BEGIN

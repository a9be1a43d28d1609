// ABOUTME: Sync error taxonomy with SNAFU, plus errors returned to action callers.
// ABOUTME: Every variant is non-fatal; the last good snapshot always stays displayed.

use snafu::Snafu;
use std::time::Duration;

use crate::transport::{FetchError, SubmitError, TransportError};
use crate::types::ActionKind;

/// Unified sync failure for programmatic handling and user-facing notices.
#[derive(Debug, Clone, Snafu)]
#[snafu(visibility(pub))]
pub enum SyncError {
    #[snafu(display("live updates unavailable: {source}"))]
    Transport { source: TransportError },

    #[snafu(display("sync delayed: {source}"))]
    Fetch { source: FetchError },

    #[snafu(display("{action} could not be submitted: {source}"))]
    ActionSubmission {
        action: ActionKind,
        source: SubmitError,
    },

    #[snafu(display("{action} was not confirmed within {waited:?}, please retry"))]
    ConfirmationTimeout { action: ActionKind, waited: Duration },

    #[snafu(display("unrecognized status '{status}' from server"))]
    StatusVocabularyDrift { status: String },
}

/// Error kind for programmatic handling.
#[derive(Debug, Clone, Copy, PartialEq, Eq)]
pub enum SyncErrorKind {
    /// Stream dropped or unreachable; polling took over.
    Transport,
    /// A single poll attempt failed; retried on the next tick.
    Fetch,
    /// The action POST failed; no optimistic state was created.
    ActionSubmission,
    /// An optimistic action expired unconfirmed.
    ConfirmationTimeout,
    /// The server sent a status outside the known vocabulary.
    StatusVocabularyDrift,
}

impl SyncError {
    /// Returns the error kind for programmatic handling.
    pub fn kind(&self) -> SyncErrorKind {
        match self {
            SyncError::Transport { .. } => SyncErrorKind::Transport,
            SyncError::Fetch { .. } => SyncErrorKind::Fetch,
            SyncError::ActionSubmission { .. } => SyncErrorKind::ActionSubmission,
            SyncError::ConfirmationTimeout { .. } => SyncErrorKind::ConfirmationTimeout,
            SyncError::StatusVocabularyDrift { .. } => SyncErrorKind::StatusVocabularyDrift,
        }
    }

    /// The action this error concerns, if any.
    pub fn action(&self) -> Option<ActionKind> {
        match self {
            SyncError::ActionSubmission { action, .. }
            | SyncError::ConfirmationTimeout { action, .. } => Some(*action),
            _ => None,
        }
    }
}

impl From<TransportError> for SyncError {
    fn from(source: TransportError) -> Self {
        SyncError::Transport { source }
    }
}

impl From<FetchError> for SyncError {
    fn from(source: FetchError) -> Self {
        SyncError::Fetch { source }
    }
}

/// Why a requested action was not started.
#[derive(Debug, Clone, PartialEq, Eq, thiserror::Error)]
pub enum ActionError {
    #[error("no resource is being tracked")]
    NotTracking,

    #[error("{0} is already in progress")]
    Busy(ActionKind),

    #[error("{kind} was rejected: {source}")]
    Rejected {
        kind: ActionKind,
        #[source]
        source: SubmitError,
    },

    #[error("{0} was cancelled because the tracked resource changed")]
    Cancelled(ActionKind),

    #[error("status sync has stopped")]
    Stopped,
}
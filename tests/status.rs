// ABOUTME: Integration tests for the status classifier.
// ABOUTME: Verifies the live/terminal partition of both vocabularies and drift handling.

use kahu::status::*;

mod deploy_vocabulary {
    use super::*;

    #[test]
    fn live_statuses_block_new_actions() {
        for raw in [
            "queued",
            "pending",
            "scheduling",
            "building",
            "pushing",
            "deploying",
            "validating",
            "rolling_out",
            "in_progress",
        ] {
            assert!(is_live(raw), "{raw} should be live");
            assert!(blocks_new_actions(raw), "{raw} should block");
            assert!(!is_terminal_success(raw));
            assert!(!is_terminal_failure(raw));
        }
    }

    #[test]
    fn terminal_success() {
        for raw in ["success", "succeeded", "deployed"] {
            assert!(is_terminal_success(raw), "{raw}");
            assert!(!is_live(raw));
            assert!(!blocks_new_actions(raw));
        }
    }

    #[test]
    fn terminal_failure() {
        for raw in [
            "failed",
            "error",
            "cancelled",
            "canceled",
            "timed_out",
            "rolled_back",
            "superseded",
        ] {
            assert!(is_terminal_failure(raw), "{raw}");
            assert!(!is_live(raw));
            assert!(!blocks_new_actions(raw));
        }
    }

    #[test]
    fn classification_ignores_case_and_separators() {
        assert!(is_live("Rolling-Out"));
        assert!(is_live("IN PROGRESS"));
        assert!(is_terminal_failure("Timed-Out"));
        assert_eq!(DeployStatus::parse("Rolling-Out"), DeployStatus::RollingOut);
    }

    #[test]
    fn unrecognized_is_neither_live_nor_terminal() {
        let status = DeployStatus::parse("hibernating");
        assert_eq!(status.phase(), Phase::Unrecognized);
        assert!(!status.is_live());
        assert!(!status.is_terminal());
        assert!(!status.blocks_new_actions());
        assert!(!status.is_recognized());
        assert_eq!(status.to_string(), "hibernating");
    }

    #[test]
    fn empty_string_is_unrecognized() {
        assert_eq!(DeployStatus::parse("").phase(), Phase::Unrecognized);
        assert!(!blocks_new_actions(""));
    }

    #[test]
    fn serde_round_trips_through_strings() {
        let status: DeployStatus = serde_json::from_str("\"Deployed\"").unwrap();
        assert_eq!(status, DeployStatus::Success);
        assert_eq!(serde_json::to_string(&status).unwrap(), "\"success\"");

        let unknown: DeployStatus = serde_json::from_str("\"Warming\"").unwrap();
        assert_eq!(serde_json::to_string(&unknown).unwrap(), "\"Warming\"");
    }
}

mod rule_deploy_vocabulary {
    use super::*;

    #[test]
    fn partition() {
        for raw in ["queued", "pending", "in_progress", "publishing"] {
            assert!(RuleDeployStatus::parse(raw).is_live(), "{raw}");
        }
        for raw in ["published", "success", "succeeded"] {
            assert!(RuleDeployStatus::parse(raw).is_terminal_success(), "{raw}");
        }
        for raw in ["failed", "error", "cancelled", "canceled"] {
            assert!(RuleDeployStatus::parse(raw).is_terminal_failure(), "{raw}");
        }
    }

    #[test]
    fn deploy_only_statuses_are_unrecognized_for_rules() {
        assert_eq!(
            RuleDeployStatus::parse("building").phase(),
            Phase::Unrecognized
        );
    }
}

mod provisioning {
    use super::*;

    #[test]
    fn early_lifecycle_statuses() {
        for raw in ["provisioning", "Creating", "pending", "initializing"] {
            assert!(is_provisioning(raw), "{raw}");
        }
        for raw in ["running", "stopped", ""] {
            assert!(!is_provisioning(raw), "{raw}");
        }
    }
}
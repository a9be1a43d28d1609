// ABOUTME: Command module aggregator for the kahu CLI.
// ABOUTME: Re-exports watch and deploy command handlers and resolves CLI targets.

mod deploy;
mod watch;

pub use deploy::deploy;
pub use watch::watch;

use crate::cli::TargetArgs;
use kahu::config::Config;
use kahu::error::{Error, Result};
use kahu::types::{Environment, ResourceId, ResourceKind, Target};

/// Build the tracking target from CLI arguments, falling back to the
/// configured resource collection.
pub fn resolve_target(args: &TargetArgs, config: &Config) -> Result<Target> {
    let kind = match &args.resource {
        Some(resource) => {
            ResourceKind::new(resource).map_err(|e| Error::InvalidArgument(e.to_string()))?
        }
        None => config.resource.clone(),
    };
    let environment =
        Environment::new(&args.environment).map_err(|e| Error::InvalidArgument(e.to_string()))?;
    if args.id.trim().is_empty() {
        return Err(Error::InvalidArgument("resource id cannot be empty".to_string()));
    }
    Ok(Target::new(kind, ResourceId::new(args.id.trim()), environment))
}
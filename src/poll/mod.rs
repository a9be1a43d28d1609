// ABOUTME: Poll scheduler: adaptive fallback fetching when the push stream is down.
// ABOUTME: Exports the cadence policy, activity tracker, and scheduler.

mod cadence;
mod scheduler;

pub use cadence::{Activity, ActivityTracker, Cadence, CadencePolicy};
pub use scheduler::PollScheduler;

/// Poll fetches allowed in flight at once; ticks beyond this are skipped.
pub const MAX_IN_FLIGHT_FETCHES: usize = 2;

END

- **WHAT TO DO**: Your answer must be a single number: how many lines of the entries above contain the string "filename".

- **SOLUTION TO THE PROBLEM**: 2